The regulator is moving us towards open banking and that’s another big jump that flattens the field for fintechs
“For banks, it ultimately boils down to a buy-versus-build decision,” says Eslam Darwish, fintech partner at Global Ventures. “Either partner with companies specializing in building tech infrastructure and fintech startups with complementary solutions or build their own, which is time consuming and expensive.”
Just one week after the new Nclude fund’s official announcement, HSBC Egypt said it had developed a dedicated lending initiative for tech entrepreneurs. “This is specifically to support Egypt’s most promising technology founders who need a global banking partner to help them scale up and connect to international opportunities,” says Wilcox.
Historically, a young Egyptian firm operating in a nascent and uncertain market would not have had banks knocking down its door to offer financing. But increasingly, bank executives recognize real maturity and capacity for growth in many of Egypt’s fintech companies. For one thing, many have come through the venture capital or accelerator funding route, which leaves them in robust shape. “We’ve sat through pitches from firms where you see the right governance, the right financial and legal expertise and the right business plan,” says Wilcox. “That’s when you think, we should bank them.”
The lack of funding for SMEs has become a clear focus for the central bank over the last few years, to the extent that the regulator asked banks to allocate 20% of their loan portfolios to smaller clients by the end of 2020. This has not happened and banks are under pressure to make progress. At hand is a credit guarantee corporation that can insure 70% to 80% of a loan. “The fintechs are companies without hard assets to pledge as collateral and not a huge volume of receivables,” says Wilcox. “This facility helps banks get more comfortable with lending.”
State-owned platforms
As the fintech offering grows, however, it is not just the individual banks themselves that are sitting up and taking notice. The entry of large state-owned platforms into the payments space brings both competition and new opportunities for collaboration. The Egypt Banks Company – whose shareholders are a group of leading commercial banks along with the central bank – formally launched its InstaPay platform in March. This gives the banking sector its own secure, instant payments app. The previous month, Egypt Post – with almost 4,000 branches and over 20 million customers – launched its “super app” Yalla.
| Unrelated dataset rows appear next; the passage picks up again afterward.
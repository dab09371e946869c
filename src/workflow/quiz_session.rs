//! 测验会话状态机 - 流程层
//!
//! 状态只有"当前题号"。测验内容本身只读，所有操作都是
//! `(quiz, index, action)` 的纯函数；`QuizSession` 只是把题号和计分板
//! 显式地保存下来，供界面层持有。

use std::collections::BTreeMap;
use std::sync::Arc;

use crate::models::Quiz;

pub const NO_QUIZ_ON_START: &str = "No quiz available!";
pub const NO_QUIZ: &str = "No quiz available";
pub const QUESTION_NOT_FOUND: &str = "Question not found";
pub const QUIZ_NOT_LOADED: &str = "The quiz did not load correctly.";
pub const SUBMIT_QUESTION_NOT_FOUND: &str = "Question not found.";

/// 界面需要展示的内容
#[derive(Debug, Clone, Default, PartialEq, Eq)]
pub struct QuizView {
    /// 题干（或提示信息）
    pub question: String,
    /// 可选项（已打乱顺序）
    pub options: Vec<String>,
    /// 上一次作答结果，切题时清空
    pub result: String,
}

impl QuizView {
    fn sentinel(message: &str) -> Self {
        Self {
            question: message.to_string(),
            options: Vec::new(),
            result: String::new(),
        }
    }

    fn question(quiz: &Quiz, index: usize) -> Option<Self> {
        quiz.get(index).map(|item| Self {
            question: item.question.clone(),
            options: item.options.clone(),
            result: String::new(),
        })
    }
}

fn available(quiz: Option<&Quiz>) -> Option<&Quiz> {
    quiz.filter(|q| !q.is_empty())
}

/// 开始测验
///
/// 题号超出范围时回到第 0 题
pub fn init(quiz: Option<&Quiz>, requested_index: usize) -> QuizView {
    let Some(quiz) = available(quiz) else {
        return QuizView::sentinel(NO_QUIZ_ON_START);
    };

    let index = if requested_index > quiz.len() - 1 {
        0
    } else {
        requested_index
    };

    QuizView::question(quiz, index).unwrap_or_else(|| QuizView::sentinel(QUESTION_NOT_FOUND))
}

/// 跳转到指定题目
///
/// 与 `init` 不同，题号超出范围时不回退，直接提示找不到题目
pub fn goto(quiz: Option<&Quiz>, index: usize) -> QuizView {
    let Some(quiz) = quiz else {
        return QuizView::sentinel(NO_QUIZ);
    };

    QuizView::question(quiz, index).unwrap_or_else(|| QuizView::sentinel(QUESTION_NOT_FOUND))
}

/// 提交答案，返回判定文本
///
/// 按字符串精确比较（区分大小写）；没有正确答案的题目任何作答都判错。
///
/// 判定文本会原样带上作答和正确答案，选项本身含有 "Correct" 字样时，
/// 错误判定的文本中也会出现该词。
pub fn submit(quiz: Option<&Quiz>, index: usize, selected_option: &str) -> String {
    let Some(quiz) = quiz else {
        return QUIZ_NOT_LOADED.to_string();
    };

    let Some(item) = quiz.get(index) else {
        return SUBMIT_QUESTION_NOT_FOUND.to_string();
    };

    let answer = item.correct_answer.as_deref();
    let correct = answer.unwrap_or("");

    if is_correct(selected_option, answer) {
        format!("✅ Correct! Answer: {}", correct)
    } else {
        format!(
            "❌ Incorrect. Your answer: {}. Right answer: {}",
            selected_option, correct
        )
    }
}

fn is_correct(selected: &str, correct: Option<&str>) -> bool {
    correct == Some(selected)
}

/// 计分板：记录每道题最近一次作答是否正确
#[derive(Debug, Clone, Default, PartialEq, Eq)]
pub struct Scoreboard {
    verdicts: BTreeMap<usize, bool>,
}

impl Scoreboard {
    pub fn record(&mut self, index: usize, correct: bool) {
        self.verdicts.insert(index, correct);
    }

    pub fn answered(&self) -> usize {
        self.verdicts.len()
    }

    pub fn correct(&self) -> usize {
        self.verdicts.values().filter(|v| **v).count()
    }

    pub fn summary(&self, total: usize) -> String {
        format!("Score: {}/{} (total {})", self.correct(), self.answered(), total)
    }
}

/// 一次测验会话
///
/// 新的文档分析完成后整体替换，不跨会话保存
#[derive(Debug, Clone, Default)]
pub struct QuizSession {
    quiz: Option<Arc<Quiz>>,
    current_index: usize,
    scoreboard: Scoreboard,
}

impl QuizSession {
    pub fn new(quiz: Arc<Quiz>) -> Self {
        Self {
            quiz: Some(quiz),
            current_index: 0,
            scoreboard: Scoreboard::default(),
        }
    }

    /// 没有测验的会话
    pub fn empty() -> Self {
        Self::default()
    }

    pub fn quiz(&self) -> Option<&Quiz> {
        self.quiz.as_deref()
    }

    pub fn current_index(&self) -> usize {
        self.current_index
    }

    pub fn question_count(&self) -> usize {
        self.quiz().map(Quiz::len).unwrap_or(0)
    }

    pub fn scoreboard(&self) -> &Scoreboard {
        &self.scoreboard
    }

    /// 开始测验，题号越界时同步回到 0
    pub fn start(&mut self) -> QuizView {
        if let Some(quiz) = available(self.quiz()) {
            if self.current_index >= quiz.len() {
                self.current_index = 0;
            }
        }
        init(self.quiz(), self.current_index)
    }

    /// 切换到指定题目
    pub fn navigate(&mut self, index: usize) -> QuizView {
        self.current_index = index;
        goto(self.quiz(), index)
    }

    /// 对当前题目提交答案
    pub fn answer(&mut self, selected_option: &str) -> String {
        let verdict = submit(self.quiz(), self.current_index, selected_option);

        let index = self.current_index;
        let outcome = self.quiz().and_then(|q| q.get(index)).map(|item| {
            is_correct(selected_option, item.correct_answer.as_deref())
        });
        if let Some(correct) = outcome {
            self.scoreboard.record(index, correct);
        }

        verdict
    }
}

#[cfg(test)]
mod tests {
    use super::*;
    use crate::models::QuizItem;

    fn quiz() -> Quiz {
        Quiz::new(vec![
            QuizItem::new(
                "Q1",
                vec!["A".into(), "B".into(), "C".into(), "D".into()],
                Some("B".into()),
            ),
            QuizItem::new(
                "Q2",
                vec!["w".into(), "x".into(), "y".into(), "z".into()],
                Some("z".into()),
            ),
        ])
    }

    #[test]
    fn test_init_without_quiz() {
        let view = init(None, 0);
        assert_eq!(view.question, NO_QUIZ_ON_START);
        assert!(view.options.is_empty());

        let view = init(Some(&Quiz::default()), 0);
        assert_eq!(view.question, NO_QUIZ_ON_START);
    }

    #[test]
    fn test_init_clamps_to_zero() {
        let quiz = quiz();
        assert_eq!(init(Some(&quiz), 1).question, "Q2");
        let view = init(Some(&quiz), 7);
        assert_eq!(view.question, "Q1");
        assert_eq!(view.options, vec!["A", "B", "C", "D"]);
        assert!(view.result.is_empty());
    }

    #[test]
    fn test_goto_rejects_out_of_range() {
        let quiz = quiz();
        assert_eq!(goto(Some(&quiz), 1).question, "Q2");
        let view = goto(Some(&quiz), 7);
        assert_eq!(view.question, QUESTION_NOT_FOUND);
        assert!(view.options.is_empty());
        assert_eq!(goto(None, 0).question, NO_QUIZ);
    }

    #[test]
    fn test_submit_verdicts() {
        let quiz = quiz();
        let ok = submit(Some(&quiz), 0, "B");
        assert_eq!(ok, "✅ Correct! Answer: B");

        let wrong = submit(Some(&quiz), 0, "A");
        assert!(!wrong.contains("Correct"));
        assert!(wrong.contains("Your answer: A"));
        assert!(wrong.contains("Right answer: B"));

        // 区分大小写
        assert!(!submit(Some(&quiz), 1, "Z").contains("Correct"));

        assert_eq!(submit(Some(&quiz), 9, "B"), SUBMIT_QUESTION_NOT_FOUND);
        assert_eq!(submit(None, 0, "B"), QUIZ_NOT_LOADED);
    }

    #[test]
    fn test_submit_without_correct_answer_never_matches() {
        let quiz = Quiz::new(vec![QuizItem::new("Q", vec!["A".into()], None)]);
        assert!(submit(Some(&quiz), 0, "A").starts_with("❌"));
    }

    #[test]
    fn test_empty_answer_against_missing_correct_answer() {
        let quiz = Arc::new(Quiz::new(vec![QuizItem::new(
            "Q",
            vec!["A".into(), "B".into()],
            None,
        )]));

        let verdict = submit(Some(&*quiz), 0, "");
        assert!(!verdict.contains("Correct"));
        assert!(verdict.starts_with("❌"));

        let mut session = QuizSession::new(quiz);
        assert!(!session.answer("").contains("Correct"));
        assert_eq!(session.scoreboard().answered(), 1);
        assert_eq!(session.scoreboard().correct(), 0);
    }

    #[test]
    fn test_incorrect_verdict_quotes_option_text() {
        let quiz = Quiz::new(vec![QuizItem::new(
            "Q",
            vec!["Correct".into(), "Wrong".into()],
            Some("Wrong".into()),
        )]);

        let verdict = submit(Some(&quiz), 0, "Correct");
        assert!(verdict.starts_with("❌"));
        assert!(verdict.contains("Your answer: Correct."));
    }

    #[test]
    fn test_session_tracks_index_and_score() {
        let mut session = QuizSession::new(Arc::new(quiz()));
        assert_eq!(session.start().question, "Q1");

        assert!(session.answer("B").contains("Correct"));
        assert_eq!(session.navigate(1).question, "Q2");
        assert_eq!(session.current_index(), 1);
        session.answer("w");
        session.answer("z");

        assert_eq!(session.scoreboard().answered(), 2);
        assert_eq!(session.scoreboard().correct(), 2);
        assert_eq!(session.scoreboard().summary(2), "Score: 2/2 (total 2)");
    }

    #[test]
    fn test_session_start_after_bad_navigation() {
        let mut session = QuizSession::new(Arc::new(quiz()));
        assert_eq!(session.navigate(5).question, QUESTION_NOT_FOUND);
        assert_eq!(session.answer("B"), SUBMIT_QUESTION_NOT_FOUND);
        assert_eq!(session.scoreboard().answered(), 0);

        assert_eq!(session.start().question, "Q1");
        assert_eq!(session.current_index(), 0);
    }

    #[test]
    fn test_empty_session() {
        let mut session = QuizSession::empty();
        assert_eq!(session.start().question, NO_QUIZ_ON_START);
        assert_eq!(session.answer("A"), QUIZ_NOT_LOADED);
        assert_eq!(session.question_count(), 0);
    }
}
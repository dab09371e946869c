//! 翻译服务 - 业务能力层

use std::sync::Arc;

use tracing::info;

use crate::clients::{ChatMessage, CompletionService};
use crate::error::AppResult;

/// 固定的目标语言
pub const TARGET_LANGUAGE: &str = "Polish";

const TRANSLATION_MAX_TOKENS: u32 = 1000;
const TRANSLATION_TEMPERATURE: f32 = 0.6;

/// 翻译服务
pub struct TranslationService {
    llm: Arc<dyn CompletionService>,
}

impl TranslationService {
    pub fn new(llm: Arc<dyn CompletionService>) -> Self {
        Self { llm }
    }

    /// 将文本翻译为目标语言
    pub async fn translate(&self, text: &str) -> AppResult<String> {
        info!("🌐 正在翻译为 {}...", TARGET_LANGUAGE);

        let prompt = format!("Translate the following text into {}:\n\n{}", TARGET_LANGUAGE, text);
        let translated = self
            .llm
            .complete(
                &[ChatMessage::user(prompt)],
                TRANSLATION_MAX_TOKENS,
                TRANSLATION_TEMPERATURE,
            )
            .await?;

        info!("✓ 翻译完成");
        Ok(translated)
    }
}
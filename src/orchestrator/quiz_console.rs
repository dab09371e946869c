//! 终端测验界面
//!
//! 把用户输入的命令转换成对 `QuizSession` 的调用，并渲染结果

use anyhow::Result;
use tokio::io::{AsyncBufReadExt, AsyncWrite, AsyncWriteExt, BufReader};

use crate::workflow::{QuizSession, QuizView};

pub const HELP_TEXT: &str = "\
Commands:
  start          start the quiz (from the current question, or 0)
  goto N | N     show question N (0-based)
  next | prev    move to the next / previous question
  answer K       answer with option number K (1-based) or the exact option text
  score          show the current score
  help           show this help
  quit           leave the quiz";

/// 测验命令
#[derive(Debug, Clone, PartialEq, Eq)]
pub enum QuizCommand {
    Start,
    Goto(usize),
    Next,
    Prev,
    Answer(String),
    Score,
    Help,
    Quit,
    /// 无法识别的输入
    Unknown(String),
}

/// 解析一行输入
pub fn parse_command(line: &str) -> QuizCommand {
    let line = line.trim();
    let (head, rest) = match line.split_once(char::is_whitespace) {
        Some((head, rest)) => (head, rest.trim()),
        None => (line, ""),
    };

    match head.to_ascii_lowercase().as_str() {
        "start" | "s" => QuizCommand::Start,
        "next" | "n" => QuizCommand::Next,
        "prev" | "p" => QuizCommand::Prev,
        "score" => QuizCommand::Score,
        "help" | "h" | "?" => QuizCommand::Help,
        "quit" | "q" | "exit" => QuizCommand::Quit,
        "goto" | "g" => match rest.parse() {
            Ok(index) => QuizCommand::Goto(index),
            Err(_) => QuizCommand::Unknown(line.to_string()),
        },
        "answer" | "a" if !rest.is_empty() => QuizCommand::Answer(rest.to_string()),
        _ => match line.parse() {
            Ok(index) => QuizCommand::Goto(index),
            Err(_) => QuizCommand::Unknown(line.to_string()),
        },
    }
}

/// 渲染题目视图
pub fn render_view(view: &QuizView, index: usize, total: usize) -> String {
    let mut out = String::new();
    if view.options.is_empty() {
        out.push_str(&view.question);
    } else {
        out.push_str(&format!("Question #{} (of {})\n{}", index, total, view.question));
        for (i, option) in view.options.iter().enumerate() {
            out.push_str(&format!("\n  {}) {}", i + 1, option));
        }
    }
    if !view.result.is_empty() {
        out.push_str(&format!("\n{}", view.result));
    }
    out
}

/// 终端测验
pub struct QuizConsole {
    session: QuizSession,
}

impl QuizConsole {
    pub fn new(session: QuizSession) -> Self {
        Self { session }
    }

    pub fn session(&self) -> &QuizSession {
        &self.session
    }

    /// 执行一条命令，返回要显示的文本；`None` 表示退出
    pub fn handle(&mut self, command: QuizCommand) -> Option<String> {
        let output = match command {
            QuizCommand::Start => {
                let view = self.session.start();
                self.render(&view)
            }
            QuizCommand::Goto(index) => {
                let view = self.session.navigate(index);
                self.render(&view)
            }
            QuizCommand::Next => {
                let view = self.session.navigate(self.session.current_index() + 1);
                self.render(&view)
            }
            QuizCommand::Prev => {
                let view = self
                    .session
                    .navigate(self.session.current_index().saturating_sub(1));
                self.render(&view)
            }
            QuizCommand::Answer(raw) => {
                let selected = self.resolve_option(&raw);
                self.session.answer(&selected)
            }
            QuizCommand::Score => self
                .session
                .scoreboard()
                .summary(self.session.question_count()),
            QuizCommand::Help => HELP_TEXT.to_string(),
            QuizCommand::Quit => return None,
            QuizCommand::Unknown(input) => {
                format!("Unknown command: {} (type `help`)", input)
            }
        };
        Some(output)
    }

    fn render(&self, view: &QuizView) -> String {
        render_view(view, self.session.current_index(), self.session.question_count())
    }

    /// 选项编号转换为选项文本；不是合法编号时按原文作答
    fn resolve_option(&self, raw: &str) -> String {
        let options = self
            .session
            .quiz()
            .and_then(|quiz| quiz.get(self.session.current_index()))
            .map(|item| item.options.as_slice())
            .unwrap_or(&[]);

        match raw.parse::<usize>() {
            Ok(n) if n >= 1 && n <= options.len() => options[n - 1].clone(),
            _ => raw.to_string(),
        }
    }

    /// 从标准输入读取命令直到 `quit` 或输入结束
    pub async fn run(&mut self) -> Result<()> {
        let mut stdout = tokio::io::stdout();
        let mut lines = BufReader::new(tokio::io::stdin()).lines();

        write_block(&mut stdout, HELP_TEXT).await?;

        loop {
            stdout.write_all(b"quiz> ").await?;
            stdout.flush().await?;

            let Some(line) = lines.next_line().await? else {
                break;
            };
            if line.trim().is_empty() {
                continue;
            }

            match self.handle(parse_command(&line)) {
                Some(output) => write_block(&mut stdout, &output).await?,
                None => break,
            }
        }

        let summary = self
            .session
            .scoreboard()
            .summary(self.session.question_count());
        write_block(&mut stdout, &summary).await?;
        Ok(())
    }
}

async fn write_block<W: AsyncWrite + Unpin>(out: &mut W, text: &str) -> Result<()> {
    out.write_all(text.as_bytes()).await?;
    out.write_all(b"\n").await?;
    out.flush().await?;
    Ok(())
}

#[cfg(test)]
mod tests {
    use super::*;
    use crate::models::{Quiz, QuizItem};
    use std::sync::Arc;

    fn console() -> QuizConsole {
        let quiz = Quiz::new(vec![
            QuizItem::new(
                "Which service reads text from images?",
                vec!["Speech".into(), "Vision OCR".into(), "Translator".into(), "Bot".into()],
                Some("Vision OCR".into()),
            ),
            QuizItem::new(
                "Q2",
                vec!["a".into(), "b".into(), "c".into(), "d".into()],
                Some("d".into()),
            ),
        ]);
        QuizConsole::new(QuizSession::new(Arc::new(quiz)))
    }

    #[test]
    fn test_parse_command() {
        assert_eq!(parse_command("start"), QuizCommand::Start);
        assert_eq!(parse_command("  goto 3 "), QuizCommand::Goto(3));
        assert_eq!(parse_command("12"), QuizCommand::Goto(12));
        assert_eq!(
            parse_command("answer Vision OCR"),
            QuizCommand::Answer("Vision OCR".into())
        );
        assert_eq!(parse_command("a 2"), QuizCommand::Answer("2".into()));
        assert_eq!(parse_command("QUIT"), QuizCommand::Quit);
        assert_eq!(parse_command("goto x"), QuizCommand::Unknown("goto x".into()));
        assert_eq!(parse_command("answer"), QuizCommand::Unknown("answer".into()));
        assert_eq!(parse_command("-1"), QuizCommand::Unknown("-1".into()));
    }

    #[test]
    fn test_answer_by_number_and_text() {
        let mut console = console();
        let view = console.handle(QuizCommand::Start).unwrap();
        assert!(view.contains("2) Vision OCR"));

        let verdict = console.handle(QuizCommand::Answer("2".into())).unwrap();
        assert!(verdict.contains("Correct"));

        let verdict = console.handle(QuizCommand::Answer("speech".into())).unwrap();
        assert!(verdict.contains("Your answer: speech"));

        // 超出编号范围时按原文比较
        let verdict = console.handle(QuizCommand::Answer("9".into())).unwrap();
        assert!(verdict.contains("Your answer: 9"));
    }

    #[test]
    fn test_navigation_out_of_range_shows_not_found() {
        let mut console = console();
        assert!(console.handle(QuizCommand::Next).unwrap().contains("Q2"));
        assert_eq!(console.handle(QuizCommand::Next).unwrap(), "Question not found");
        assert!(console.handle(QuizCommand::Prev).unwrap().contains("Q2"));
        assert!(console
            .handle(QuizCommand::Answer("4".into()))
            .unwrap()
            .contains("Correct"));
        assert_eq!(
            console.handle(QuizCommand::Score).unwrap(),
            "Score: 1/1 (total 2)"
        );
        assert_eq!(console.handle(QuizCommand::Quit), None);
    }
}
//! 测验数据模型

use serde::{Deserialize, Serialize};
use serde_json::Value;

/// 单道选择题
///
/// `correct_answer` 按值（而非下标）保存，选项重新排序后仍可直接比较
#[derive(Debug, Clone, Default, PartialEq, Eq, Serialize, Deserialize)]
pub struct QuizItem {
    #[serde(default)]
    pub question: String,
    #[serde(default)]
    pub options: Vec<String>,
    #[serde(default)]
    pub correct_answer: Option<String>,
}

impl QuizItem {
    pub fn new(
        question: impl Into<String>,
        options: Vec<String>,
        correct_answer: Option<String>,
    ) -> Self {
        Self {
            question: question.into(),
            options,
            correct_answer,
        }
    }

    /// 宽松地从 JSON 值构建题目
    ///
    /// 字段值不做类型和长度校验：缺失的字段取空值，非字符串标量转为字符串。
    /// 非对象返回 `None`。
    pub fn from_value(value: &Value) -> Option<Self> {
        let obj = value.as_object()?;

        let question = obj.get("question").map(value_to_text).unwrap_or_default();

        let options = match obj.get("options") {
            Some(Value::Array(items)) => items.iter().map(value_to_text).collect(),
            _ => Vec::new(),
        };

        let correct_answer = match obj.get("correct_answer") {
            None | Some(Value::Null) => None,
            Some(v) => Some(value_to_text(v)),
        };

        Some(Self {
            question,
            options,
            correct_answer,
        })
    }
}

fn value_to_text(value: &Value) -> String {
    match value {
        Value::String(s) => s.clone(),
        Value::Null => String::new(),
        other => other.to_string(),
    }
}

/// 一次分析生成的完整测验，创建后只读
#[derive(Debug, Clone, Default, PartialEq, Eq, Serialize, Deserialize)]
pub struct Quiz {
    #[serde(default)]
    pub questions: Vec<QuizItem>,
}

impl Quiz {
    pub fn new(questions: Vec<QuizItem>) -> Self {
        Self { questions }
    }

    pub fn len(&self) -> usize {
        self.questions.len()
    }

    pub fn is_empty(&self) -> bool {
        self.questions.is_empty()
    }

    pub fn get(&self, index: usize) -> Option<&QuizItem> {
        self.questions.get(index)
    }
}

/// LLM 测验响应的解析结果
#[derive(Debug, Clone, PartialEq, Eq)]
pub enum QuizParse {
    /// 解析成功（列表本身可能为空）
    Valid(Vec<QuizItem>),
    /// 无法恢复出题目列表
    Empty(EmptyReason),
}

/// 解析失败的原因
#[derive(Debug, Clone, PartialEq, Eq)]
pub enum EmptyReason {
    /// 不是合法 JSON
    MalformedJson(String),
    /// JSON 合法但结构不是题目数组或 `{"questions": [...]}`
    UnexpectedShape,
}

impl QuizParse {
    /// 取出题目列表，失败时为空列表
    pub fn into_items(self) -> Vec<QuizItem> {
        match self {
            QuizParse::Valid(items) => items,
            QuizParse::Empty(_) => Vec::new(),
        }
    }
}
pub mod analysis_flow;
pub mod quiz_session;

pub use analysis_flow::{shuffle_options, shuffle_quiz, AnalysisFlow};
pub use quiz_session::{QuizSession, QuizView, Scoreboard};
//! 文档识别客户端 - 基础设施层
//!
//! 封装 Azure Document Intelligence REST 协议，只暴露"提取文本"能力

use std::path::Path;
use std::time::Duration;

use async_trait::async_trait;
use serde::Deserialize;
use tracing::{debug, info};

use crate::config::Config;
use crate::error::{AppError, AppResult, ExtractionError};

/// 支持的文件扩展名
pub const SUPPORTED_EXTENSIONS: &[&str] = &["pdf", "docx", "png", "jpg", "jpeg", "tiff", "bmp"];

/// 文本提取能力
///
/// 输入文件路径，返回纯文本。失败直接向上传播。
#[async_trait]
pub trait TextExtractor: Send + Sync {
    async fn extract_text(&self, file_path: &Path) -> AppResult<String>;
}

/// 检查文件扩展名是否受支持（不区分大小写）
pub fn is_supported_file(path: &Path) -> bool {
    path.extension()
        .and_then(|e| e.to_str())
        .map(|ext| {
            SUPPORTED_EXTENSIONS
                .iter()
                .any(|supported| supported.eq_ignore_ascii_case(ext))
        })
        .unwrap_or(false)
}

/// 分析任务状态
#[derive(Debug, Deserialize)]
#[serde(rename_all = "camelCase")]
struct AnalyzeOperation {
    status: String,
    #[serde(default)]
    analyze_result: Option<AnalyzeResult>,
    #[serde(default)]
    error: Option<serde_json::Value>,
}

/// 分析结果（只保留用到的字段）
#[derive(Debug, Default, Deserialize)]
pub struct AnalyzeResult {
    #[serde(default)]
    pub content: Option<String>,
    #[serde(default)]
    pub pages: Vec<AnalyzedPage>,
}

#[derive(Debug, Default, Deserialize)]
pub struct AnalyzedPage {
    #[serde(default)]
    pub lines: Vec<AnalyzedLine>,
}

#[derive(Debug, Default, Deserialize)]
pub struct AnalyzedLine {
    #[serde(default)]
    pub content: String,
}

impl AnalyzeResult {
    /// 按页、按行拼接文本；没有行信息时退回整体 content
    pub fn to_text(&self) -> String {
        let lines: Vec<&str> = self
            .pages
            .iter()
            .flat_map(|page| page.lines.iter())
            .map(|line| line.content.as_str())
            .collect();

        if lines.is_empty() {
            self.content.clone().unwrap_or_default()
        } else {
            lines.join("\n")
        }
    }
}

/// Azure Document Intelligence 客户端
pub struct DocumentIntelligenceClient {
    http: reqwest::Client,
    endpoint: String,
    api_key: String,
    model_id: String,
    api_version: String,
    poll_interval: Duration,
}

impl DocumentIntelligenceClient {
    /// 创建新的文档识别客户端
    pub fn new(config: &Config) -> Self {
        Self {
            http: reqwest::Client::new(),
            endpoint: config.doc_intel_endpoint.trim_end_matches('/').to_string(),
            api_key: config.doc_intel_key.clone(),
            model_id: config.doc_intel_model_id.clone(),
            api_version: config.doc_intel_api_version.clone(),
            poll_interval: Duration::from_millis(config.doc_intel_poll_interval_ms),
        }
    }

    fn analyze_url(&self) -> String {
        format!(
            "{}/documentintelligence/documentModels/{}:analyze?api-version={}",
            self.endpoint, self.model_id, self.api_version
        )
    }

    /// 提交文档，返回 Operation-Location
    async fn submit(&self, bytes: Vec<u8>) -> AppResult<String> {
        let url = self.analyze_url();

        let res = self
            .http
            .post(&url)
            .header("Ocp-Apim-Subscription-Key", &self.api_key)
            .header("Content-Type", "application/octet-stream")
            .body(bytes)
            .send()
            .await
            .map_err(|e| AppError::extraction_request_failed(&url, e))?;

        if !res.status().is_success() {
            let status = res.status().as_u16();
            let body = res.text().await.unwrap_or_default();
            return Err(ExtractionError::BadResponse {
                endpoint: url,
                status,
                body,
            }
            .into());
        }

        let location = res
            .headers()
            .get("Operation-Location")
            .and_then(|v| v.to_str().ok())
            .map(str::to_string)
            .ok_or(ExtractionError::MissingOperationLocation)?;

        Ok(location)
    }

    /// 轮询分析结果直到成功或失败
    async fn poll(&self, location: &str) -> AppResult<AnalyzeResult> {
        loop {
            let res = self
                .http
                .get(location)
                .header("Ocp-Apim-Subscription-Key", &self.api_key)
                .send()
                .await
                .map_err(|e| AppError::extraction_request_failed(location, e))?;

            if !res.status().is_success() {
                let status = res.status().as_u16();
                let body = res.text().await.unwrap_or_default();
                return Err(ExtractionError::BadResponse {
                    endpoint: location.to_string(),
                    status,
                    body,
                }
                .into());
            }

            let operation: AnalyzeOperation = res
                .json()
                .await
                .map_err(|e| AppError::extraction_request_failed(location, e))?;

            debug!("文档分析状态: {}", operation.status);

            match operation.status.as_str() {
                "succeeded" => return Ok(operation.analyze_result.unwrap_or_default()),
                "failed" | "canceled" => {
                    let message = operation
                        .error
                        .map(|e| e.to_string())
                        .unwrap_or_else(|| operation.status.clone());
                    return Err(ExtractionError::AnalysisFailed { message }.into());
                }
                _ => tokio::time::sleep(self.poll_interval).await,
            }
        }
    }
}

#[async_trait]
impl TextExtractor for DocumentIntelligenceClient {
    async fn extract_text(&self, file_path: &Path) -> AppResult<String> {
        let path_str = file_path.display().to_string();

        if !is_supported_file(file_path) {
            return Err(ExtractionError::UnsupportedFormat { path: path_str }.into());
        }

        let bytes = tokio::fs::read(file_path)
            .await
            .map_err(|source| ExtractionError::ReadFailed {
                path: path_str.clone(),
                source,
            })?;

        info!("📄 提交文档识别: {} ({} 字节)", path_str, bytes.len());

        let location = self.submit(bytes).await?;
        let result = self.poll(&location).await?;
        let text = result.to_text();

        info!("✓ 文档识别完成，提取 {} 个字符", text.chars().count());

        Ok(text)
    }
}
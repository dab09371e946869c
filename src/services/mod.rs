pub mod artifact_store;
pub mod quiz_service;
pub mod summary_service;
pub mod translation_service;

pub use artifact_store::{load_quiz, ArtifactStore};
pub use quiz_service::{parse_quiz_response, strip_code_fence, QuizService, DEFAULT_NUM_QUESTIONS};
pub use summary_service::SummaryService;
pub use translation_service::TranslationService;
This new platform also offers payments, in addition to saving and investment functions.
Fintech association chair Samy notes that Egypt Post already has savings in excess of E£200 billion and that a “sizeable number” of its customers are not existing bank clients. “It could be a force to reckon with,” he says.
Some fintech executives even suggest heavyweights like Yalla and InstaPay could spell the end for existing payment startups. But a regulatory focus on interoperability together with widespread access to mobile platforms will ultimately benefit fintechs focused on lending and other products. New regulations approved late last year now allow customers to make instant payments between accounts on their mobile phones. As the central bank continues down the road of reform, a playing field long tilted in banks favour is becoming increasingly level.
“The regulator is moving us towards open banking and that’s another big jump that flattens the field for fintechs,” says Wilcox.